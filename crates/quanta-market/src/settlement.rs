//! Purchase pricing and settlement records.
//!
//! Pricing is a fixed unit price: `cost = price_per_unit × quantity`, in
//! whole currency units. Intermediate math is checked; a product that does
//! not fit in `u64` is reported rather than wrapped or saturated, because a
//! saturated cost would undercharge the buyer.

use quanta_core::{Amount, Identity};
use serde::{Deserialize, Serialize};

use crate::listing::ListingId;

/// Computes the currency cost of `quantity` energy units.
///
/// Returns `None` if the product overflows.
///
/// # Examples
/// ```
/// use quanta_core::Amount;
/// use quanta_market::settlement::purchase_cost;
///
/// assert_eq!(purchase_cost(Amount::new(10), Amount::new(200)), Some(Amount::new(2000)));
/// assert_eq!(purchase_cost(Amount::new(5), Amount::ZERO), Some(Amount::ZERO));
/// assert_eq!(purchase_cost(Amount::MAX, Amount::new(2)), None);
/// ```
#[must_use]
pub const fn purchase_cost(price_per_unit: Amount, quantity: Amount) -> Option<Amount> {
    price_per_unit.checked_mul(quantity.units())
}

/// Outcome of a settled purchase.
#[derive(Debug, Clone, PartialEq, Eq, Serialize, Deserialize)]
pub struct PurchaseReceipt {
    /// Listing the energy came from.
    pub listing_id: ListingId,
    /// Paying identity, credited with energy.
    pub buyer: Identity,
    /// Listing owner, credited with currency.
    pub seller: Identity,
    /// Energy units bought.
    pub amount: Amount,
    /// Currency moved from buyer to seller.
    pub total_cost: Amount,
    /// Energy left on the listing afterwards.
    pub remaining: Amount,
}

impl PurchaseReceipt {
    /// Returns true if this purchase emptied the listing.
    #[must_use]
    pub const fn closed_listing(&self) -> bool {
        self.remaining.is_zero()
    }
}

#[cfg(test)]
mod tests {
    use super::*;
    use test_case::test_case;

    #[test_case(10, 200, Some(2000) ; "scenario price")]
    #[test_case(5, 200, Some(1000) ; "cheap units")]
    #[test_case(8, 0, Some(0) ; "nothing bought")]
    #[test_case(u64::MAX, 1, Some(u64::MAX) ; "max single unit")]
    #[test_case(u64::MAX, 2, None ; "overflow")]
    #[test_case(1 << 32, 1 << 32, None ; "square overflow")]
    fn cost(price: u64, quantity: u64, expected: Option<u64>) {
        assert_eq!(
            purchase_cost(Amount::new(price), Amount::new(quantity)),
            expected.map(Amount::new)
        );
    }

    #[test]
    fn receipt_closed_when_empty() {
        let receipt = PurchaseReceipt {
            listing_id: ListingId::new(1),
            buyer: Identity::new("buyer").unwrap(),
            seller: Identity::new("seller").unwrap(),
            amount: Amount::new(500),
            total_cost: Amount::new(4000),
            remaining: Amount::ZERO,
        };
        assert!(receipt.closed_listing());

        let partial = PurchaseReceipt {
            remaining: Amount::new(1),
            ..receipt
        };
        assert!(!partial.closed_listing());
    }
}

● ● ● ●

The whole of the data must be given again, exactly as shown.

Response for this exercise:
filename crates/quanta-market/src/settlement.rs
//! Purchase pricing and settlement records.
//!
//! Pricing is a fixed unit price: `cost = price_per_unit × quantity`, in
//! whole currency units. Intermediate math is checked; a product that does
//! not fit in `u64` is reported rather than wrapped or saturated, because a
//! saturated cost would undercharge the buyer.

use quanta_core::{Amount, Identity};
use serde::{Deserialize, Serialize};

use crate::listing::ListingId;

/// Computes the currency cost of `quantity` energy units.
///
/// Returns `None` if the product overflows.
///
/// # Examples
/// ```
/// use quanta_core::Amount;
/// use quanta_market::settlement::purchase_cost;
///
/// assert_eq!(purchase_cost(Amount::new(10), Amount::new(200)), Some(Amount::new(2000)));
/// assert_eq!(purchase_cost(Amount::new(5), Amount::ZERO), Some(Amount::ZERO));
/// assert_eq!(purchase_cost(Amount::MAX, Amount::new(2)), None);
/// ```
#[must_use]
pub const fn purchase_cost(price_per_unit: Amount, quantity: Amount) -> Option<Amount> {
    price_per_unit.checked_mul(quantity.units())
}

/// Outcome of a settled purchase.
#[derive(Debug, Clone, PartialEq, Eq, Serialize, Deserialize)]
pub struct PurchaseReceipt {
    /// Listing the energy came from.
    pub listing_id: ListingId,
    /// Paying identity, credited with energy.
    pub buyer: Identity,
    /// Listing owner, credited with currency.
    pub seller: Identity,
    /// Energy units bought.
    pub amount: Amount,
    /// Currency moved from buyer to seller.
    pub total_cost: Amount,
    /// Energy left on the listing afterwards.
    pub remaining: Amount,
}

impl PurchaseReceipt {
    /// Returns true if this purchase emptied the listing.
    #[must_use]
    pub const fn closed_listing(&self) -> bool {
        self.remaining.is_zero()
    }
}

#[cfg(test)]
mod tests {
    use super::*;
    use test_case::test_case;

    #[test_case(10, 200, Some(2000) ; "scenario price")]
    #[test_case(5, 200, Some(1000) ; "cheap units")]
    #[test_case(8, 0, Some(0) ; "nothing bought")]
    #[test_case(u64::MAX, 1, Some(u64::MAX) ; "max single unit")]
    #[test_case(u64::MAX, 2, None ; "overflow")]
    #[test_case(1 << 32, 1 << 32, None ; "square overflow")]
    fn cost(price: u64, quantity: u64, expected: Option<u64>) {
        assert_eq!(
            purchase_cost(Amount::new(price), Amount::new(quantity)),
            expected.map(Amount::new)
        );
    }

    #[test]
    fn receipt_closed_when_empty() {
        let receipt = PurchaseReceipt {
            listing_id: ListingId::new(1),
            buyer: Identity::new("buyer").unwrap(),
            seller: Identity::new("seller").unwrap(),
            amount: Amount::new(500),
            total_cost: Amount::new(4000),
            remaining: Amount::ZERO,
        };
        assert!(receipt.closed_listing());

        let partial = PurchaseReceipt {
            remaining: Amount::new(1),
            ..receipt
        };
        assert!(!partial.closed_listing());
    }
}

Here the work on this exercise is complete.